The two excellent composers on our faculty, because of their ambiguous and often tortured relationship with the “down-and-dirty” world of the arts market, are very much aware of the situation of music in the twenty-first century, but their answers to the question of the market and their place in it are radically different. Virtually everyone else in the department is focused on music of the nineteenth century or earlier and on neoclassical or neo-Romantic works of the twentieth century, rather than music of living composers. There are, of course, some instruments—such as the clarinet, sax, and flute, among a few others—that have a significant repertoire of very recent works. It is also true that choral music for university ensembles has a very large catalogue of contemporary works. (It is interesting to note that community and semiprofessional choirs are much more likely to perform works from the traditional canon, save pieces like Rutter’s Requiem.) Otherwise, we occasionally hear, in our concerts, the performance of a “modernist” piece, or perhaps a work of one of our students or faculty, or more rarely, a living composer outside the confines of academia. Based on a statistical analysis of the concerts of a recent three-year period in our department, 90 percent of the music that our students and faculty performed was music of the common practice period.
It is obvious that this phenomenon is a reflection of a previously mentioned point: the classical music culture in the U.S. is essentially one of performance, not of composition. It is even more obvious that the stakes with regard to understanding one’s cultural present are far higher for a producer of art than a reproducer (most musicians are essentially reproducers, that is, performers). The problem is exacerbated in the musical world by the fact that the music of the Western classical tradition is far less malleable, far less amenable to experimental treatment (or has seemed so until recently) than theatre, dance, or visual arts.

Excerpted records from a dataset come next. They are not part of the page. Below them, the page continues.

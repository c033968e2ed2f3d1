//! Layout resolution.
//!
//! An import root is a convention-over-configuration directory tree:
//!
//! ```text
//! <root>/data/provenance.json                 group-level provenance
//! <root>/data/<source>/schema.mcf             schema files (sharding legal)
//! <root>/data/<source>/provenance.json        per-source provenance
//! <root>/data/<source>/<table>/data.tmcf      mapping file (at most one)
//! <root>/data/<source>/<table>/output.csv     mapped data files
//! <root>/data/<source>/<table>/nodes.mcf      self-describing data files
//! ```
//!
//! [`Layout::resolve`] turns the flat object listing under `<root>/data/`
//! into this hierarchy, validating the per-table invariants. Stray files and
//! unknown extensions are logged and skipped; only a second mapping file or
//! a mix of the two data representations in one table aborts resolution.

use std::collections::BTreeMap;

use serde::{Deserialize, Serialize};

use crate::error::{Error, Result};

/// Fixed provenance file name, recognized at group and source level.
pub const PROVENANCE_FILE: &str = "provenance.json";
/// Extension of mapping files.
pub const MAPPING_EXT: &str = ".tmcf";
/// Extension of mapped (tabular) data files.
pub const TABULAR_EXT: &str = ".csv";
/// Extension of self-describing data files and schema files.
pub const GRAPH_EXT: &str = ".mcf";
/// Above this many data files, a table's file list collapses to a wildcard.
pub const GLOB_COMPACTION_THRESHOLD: usize = 5;

/// Parsed provenance metadata for a source.
#[derive(Debug, Clone, PartialEq, Eq, Serialize, Deserialize)]
pub struct Provenance {
    /// Display name of the source.
    pub name: String,
    /// Home URL of the source.
    pub url: String,
    /// Optional per-dataset overrides.
    #[serde(default, skip_serializing_if = "Option::is_none")]
    pub datasets: Option<Vec<DatasetRef>>,
}

/// One dataset override inside a provenance file.
#[derive(Debug, Clone, PartialEq, Eq, Serialize, Deserialize)]
pub struct DatasetRef {
    /// Dataset name.
    pub name: String,
    /// Dataset URL.
    pub url: String,
}

impl Provenance {
    /// Parses a provenance file body.
    ///
    /// # Errors
    ///
    /// Returns a serialization error when the JSON does not match the schema.
    pub fn from_json(data: &[u8]) -> Result<Self> {
        serde_json::from_slice(data).map_err(|e| {
            Error::Core(silo_core::Error::Serialization {
                message: format!("invalid provenance file: {e}"),
            })
        })
    }
}

/// The data files of one table, in exactly one representation.
#[derive(Debug, Clone, PartialEq, Eq)]
pub enum TableInput {
    /// Tabular files projected through a mapping file.
    Mapped {
        /// Mapping file name.
        mapping: String,
        /// Data file names, or a single wildcard after compaction.
        data_files: Vec<String>,
    },
    /// Self-describing files needing no mapping.
    SelfDescribing {
        /// Data file names, or a single wildcard after compaction.
        data_files: Vec<String>,
    },
}

impl TableInput {
    /// The data file names, whichever representation.
    #[must_use]
    pub fn data_files(&self) -> &[String] {
        match self {
            Self::Mapped { data_files, .. } | Self::SelfDescribing { data_files } => data_files,
        }
    }
}

/// One data source under the import root.
#[derive(Debug, Clone, Default, PartialEq, Eq)]
pub struct SourceImport {
    /// Schema file names directly under the source folder.
    pub schema_files: Vec<String>,
    /// Full object name of the source's provenance file, if present.
    pub provenance: Option<String>,
    /// Retained tables by name.
    pub tables: BTreeMap<String, TableInput>,
}

/// A resolved import root.
#[derive(Debug, Clone, PartialEq, Eq)]
pub struct Layout {
    /// The import root path, bucket-relative.
    pub root: String,
    /// Full object name of the group-level provenance file, if present.
    pub group_provenance: Option<String>,
    /// Sources by folder name.
    pub sources: BTreeMap<String, SourceImport>,
}

#[derive(Default)]
struct TableFiles {
    mapping: Option<String>,
    tabular: Vec<String>,
    graph: Vec<String>,
}

#[derive(Default)]
struct SourceFiles {
    schema_files: Vec<String>,
    provenance: Option<String>,
    tables: BTreeMap<String, TableFiles>,
}

impl Layout {
    /// Resolves the flat object listing under `<root>/data/`.
    ///
    /// # Errors
    ///
    /// Returns [`Error::DuplicateMappingFile`] when a table folder holds two
    /// mapping files, and [`Error::MixedRepresentations`] when one table
    /// holds both mapped and self-describing data.
    pub fn resolve(root: &str, objects: &[String]) -> Result<Self> {
        let prefix = format!("{}/data/", root.trim_end_matches('/'));
        let mut group_provenance = None;
        let mut sources: BTreeMap<String, SourceFiles> = BTreeMap::new();

        for object in objects {
            if object.ends_with('/') {
                continue;
            }
            let Some(body) = object.strip_prefix(&prefix) else {
                tracing::debug!(%object, "outside data folder, ignoring");
                continue;
            };
            let parts: Vec<&str> = body.split('/').collect();
            match parts.as_slice() {
                [file] => {
                    if *file == PROVENANCE_FILE {
                        group_provenance = Some(object.clone());
                    } else {
                        tracing::debug!(%object, "unrecognized file under data folder, ignoring");
                    }
                }
                [source, file] => {
                    let entry = sources.entry((*source).to_string()).or_default();
                    if *file == PROVENANCE_FILE {
                        if entry.provenance.is_none() {
                            entry.provenance = Some(object.clone());
                        } else {
                            tracing::debug!(%object, "duplicate provenance file, ignoring");
                        }
                    } else if file.ends_with(GRAPH_EXT) {
                        entry.schema_files.push((*file).to_string());
                    } else {
                        tracing::debug!(%object, "unrecognized file under source folder, ignoring");
                    }
                }
                [source, table, file] => {
                    let table_entry = sources
                        .entry((*source).to_string())
                        .or_default()
                        .tables
                        .entry((*table).to_string())
                        .or_default();
                    if file.ends_with(MAPPING_EXT) {
                        if table_entry.mapping.is_some() {
                            return Err(Error::DuplicateMappingFile {
                                source: (*source).to_string(),
                                table: (*table).to_string(),
                            });
                        }
                        table_entry.mapping = Some((*file).to_string());
                    } else if file.ends_with(TABULAR_EXT) {
                        table_entry.tabular.push((*file).to_string());
                    } else if file.ends_with(GRAPH_EXT) {
                        table_entry.graph.push((*file).to_string());
                    } else {
                        tracing::debug!(%object, "unrecognized file under table folder, ignoring");
                    }
                }
                _ => {
                    tracing::debug!(%object, "nested too deep, ignoring");
                }
            }
        }

        let mut resolved = BTreeMap::new();
        for (source_name, source) in sources {
            let mut tables = BTreeMap::new();
            for (table_name, files) in source.tables {
                match validate_table(&source_name, &table_name, files)? {
                    Some(input) => {
                        tables.insert(table_name, input);
                    }
                    None => {
                        tracing::debug!(
                            source = %source_name,
                            table = %table_name,
                            "table has no complete representation, pruning"
                        );
                    }
                }
            }
            resolved.insert(
                source_name,
                SourceImport {
                    schema_files: source.schema_files,
                    provenance: source.provenance,
                    tables,
                },
            );
        }

        Ok(Self {
            root: root.trim_end_matches('/').to_string(),
            group_provenance,
            sources: resolved,
        })
    }

    /// Whether any source retained at least one table.
    #[must_use]
    pub fn has_tables(&self) -> bool {
        self.sources.values().any(|source| !source.tables.is_empty())
    }
}

fn validate_table(source: &str, table: &str, files: TableFiles) -> Result<Option<TableInput>> {
    if !files.graph.is_empty() && (files.mapping.is_some() || !files.tabular.is_empty()) {
        return Err(Error::MixedRepresentations {
            source: source.to_string(),
            table: table.to_string(),
        });
    }
    match files.mapping {
        Some(mapping) if !files.tabular.is_empty() => Ok(Some(TableInput::Mapped {
            mapping,
            data_files: compact(files.tabular, TABULAR_EXT),
        })),
        None if !files.graph.is_empty() => Ok(Some(TableInput::SelfDescribing {
            data_files: compact(files.graph, GRAPH_EXT),
        })),
        _ => Ok(None),
    }
}

fn compact(files: Vec<String>, extension: &str) -> Vec<String> {
    if files.len() > GLOB_COMPACTION_THRESHOLD {
        vec![format!("*{extension}")]
    } else {
        files
    }
}
//! Error types for the import domain.

/// The result type used throughout silo-import.
pub type Result<T> = std::result::Result<T, Error>;

/// Errors that can occur while driving an import.
///
/// `Display` and `std::error::Error` are implemented by hand because two
/// variants carry a `String` field named `source`, which thiserror would
/// otherwise infer as the error source.
#[derive(Debug)]
pub enum Error {
    /// An `Init` event arrived for a table whose load was already launched.
    ///
    /// This is the at-most-once guard: redelivered or duplicate `Init`
    /// events must not launch a second job.
    AlreadyLaunched {
        /// The table whose `Launched` marker already exists.
        table_id: String,
    },

    /// A table folder contained more than one mapping file.
    DuplicateMappingFile {
        /// The data source owning the table.
        source: String,
        /// The offending table.
        table: String,
    },

    /// A table folder mixed mapped and self-describing data files.
    MixedRepresentations {
        /// The data source owning the table.
        source: String,
        /// The offending table.
        table: String,
    },

    /// The manifest trigger file is not inside an import root directory.
    TriggerOutsideImportRoot {
        /// The event's object name.
        name: String,
    },

    /// Layout resolution produced no importable datasets.
    EmptyManifest {
        /// The import root that was resolved.
        root: String,
    },

    /// A table admin operation failed.
    Admin {
        /// Description of the admin failure.
        message: String,
        /// The underlying cause, if any.
        source: Option<Box<dyn std::error::Error + Send + Sync>>,
    },

    /// Launching the batch ingestion job failed.
    Launch {
        /// Description of the launch failure.
        message: String,
        /// The underlying cause, if any.
        source: Option<Box<dyn std::error::Error + Send + Sync>>,
    },

    /// Publishing the import notification failed.
    Publish {
        /// Description of the publish failure.
        message: String,
    },

    /// A gateway call exceeded its deadline.
    DeadlineExceeded {
        /// The operation that timed out.
        operation: String,
    },

    /// An error from silo-core (storage, paths, configuration).
    Core(silo_core::Error),
}

impl std::fmt::Display for Error {
    fn fmt(&self, f: &mut std::fmt::Formatter<'_>) -> std::fmt::Result {
        match self {
            Self::AlreadyLaunched { table_id } => {
                write!(f, "import already launched for table {table_id}")
            }
            Self::DuplicateMappingFile { source, table } => {
                write!(f, "multiple mapping files in table {source}/{table}")
            }
            Self::MixedRepresentations { source, table } => {
                write!(
                    f,
                    "table {source}/{table} mixes mapped and self-describing data files"
                )
            }
            Self::TriggerOutsideImportRoot { name } => {
                write!(f, "trigger file is in the incorrect path: {name}")
            }
            Self::EmptyManifest { root } => write!(f, "no importable datasets under {root}"),
            Self::Admin { message, .. } => write!(f, "table admin error: {message}"),
            Self::Launch { message, .. } => write!(f, "job launch error: {message}"),
            Self::Publish { message } => write!(f, "publish error: {message}"),
            Self::DeadlineExceeded { operation } => write!(f, "deadline exceeded: {operation}"),
            Self::Core(error) => write!(f, "core error: {error}"),
        }
    }
}

impl std::error::Error for Error {
    fn source(&self) -> Option<&(dyn std::error::Error + 'static)> {
        match self {
            Self::Admin { source, .. } | Self::Launch { source, .. } => source
                .as_deref()
                .map(|error| error as &(dyn std::error::Error + 'static)),
            Self::Core(error) => Some(error),
            _ => None,
        }
    }
}

impl From<silo_core::Error> for Error {
    fn from(error: silo_core::Error) -> Self {
        Self::Core(error)
    }
}

impl Error {
    /// Creates a new table admin error.
    #[must_use]
    pub fn admin(message: impl Into<String>) -> Self {
        Self::Admin {
            message: message.into(),
            source: None,
        }
    }

    /// Creates a new job launch error.
    #[must_use]
    pub fn launch(message: impl Into<String>) -> Self {
        Self::Launch {
            message: message.into(),
            source: None,
        }
    }

    /// Creates a new publish error.
    #[must_use]
    pub fn publish(message: impl Into<String>) -> Self {
        Self::Publish {
            message: message.into(),
        }
    }
}
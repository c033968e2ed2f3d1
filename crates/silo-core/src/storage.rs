//! Object store gateway abstraction.
//!
//! The import state machine drives durable state through marker objects, so
//! the storage contract is deliberately small: existence check, whole-object
//! read/write, and a prefix listing. Production backends wrap a cloud object
//! store client; [`MemoryStore`] backs the tests.

use std::collections::HashMap;
use std::sync::{Arc, RwLock};

use async_trait::async_trait;
use bytes::Bytes;

use crate::error::{Error, Result};
use crate::paths::StorePath;

/// Object store gateway.
///
/// All implementations must be safe to share across concurrent invocations;
/// the state machine relies on the store for cross-invocation coordination
/// and holds no in-process state of its own.
#[async_trait]
pub trait ObjectStore: Send + Sync + 'static {
    /// Returns whether an object exists at `path`.
    async fn exists(&self, path: &StorePath) -> Result<bool>;

    /// Reads an entire object.
    ///
    /// Returns [`Error::NotFound`] if the object doesn't exist.
    async fn read(&self, path: &StorePath) -> Result<Bytes>;

    /// Writes an object, replacing any existing content.
    async fn write(&self, path: &StorePath, data: Bytes) -> Result<()>;

    /// Lists object names under `prefix` in `bucket`.
    ///
    /// Returns full object names (not relative to the prefix), in arbitrary
    /// order; callers requiring determinism must sort.
    async fn list(&self, bucket: &str, prefix: &str) -> Result<Vec<String>>;
}

/// In-memory object store for testing.
///
/// Thread-safe via `RwLock`. Not suitable for production.
#[derive(Debug, Default)]
pub struct MemoryStore {
    objects: Arc<RwLock<HashMap<(String, String), Bytes>>>,
}

impl MemoryStore {
    /// Creates a new empty memory store.
    #[must_use]
    pub fn new() -> Self {
        Self::default()
    }
}

#[async_trait]
impl ObjectStore for MemoryStore {
    async fn exists(&self, path: &StorePath) -> Result<bool> {
        let objects = self.objects.read().map_err(|_| Error::Internal {
            message: "lock poisoned".into(),
        })?;
        Ok(objects.contains_key(&(path.bucket.clone(), path.object.clone())))
    }

    async fn read(&self, path: &StorePath) -> Result<Bytes> {
        let objects = self.objects.read().map_err(|_| Error::Internal {
            message: "lock poisoned".into(),
        })?;
        objects
            .get(&(path.bucket.clone(), path.object.clone()))
            .cloned()
            .ok_or_else(|| Error::NotFound(format!("object not found: {path}")))
    }

    async fn write(&self, path: &StorePath, data: Bytes) -> Result<()> {
        self.objects
            .write()
            .map_err(|_| Error::Internal {
                message: "lock poisoned".into(),
            })?
            .insert((path.bucket.clone(), path.object.clone()), data);
        Ok(())
    }

    async fn list(&self, bucket: &str, prefix: &str) -> Result<Vec<String>> {
        let objects = self.objects.read().map_err(|_| Error::Internal {
            message: "lock poisoned".into(),
        })?;
        Ok(objects
            .keys()
            .filter(|(b, object)| b == bucket && object.starts_with(prefix))
            .map(|(_, object)| object.clone())
            .collect())
    }
}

So it is perhaps not so striking that the very concept of postmodernism (which, by the late 1990s had, for all intents and purposes, lost much of its vitality as an art movement, if not as a subject of philosophical interest) is, even today, virtually unknown and irrelevant in departments of music, even among composers. There is, in many conservatories and music departments (a few are beginning to make dramatic changes even as this is being written) an almost total disconnect with the present (and the relatively recent past), except as the locus of opportunities to perform the music of the past.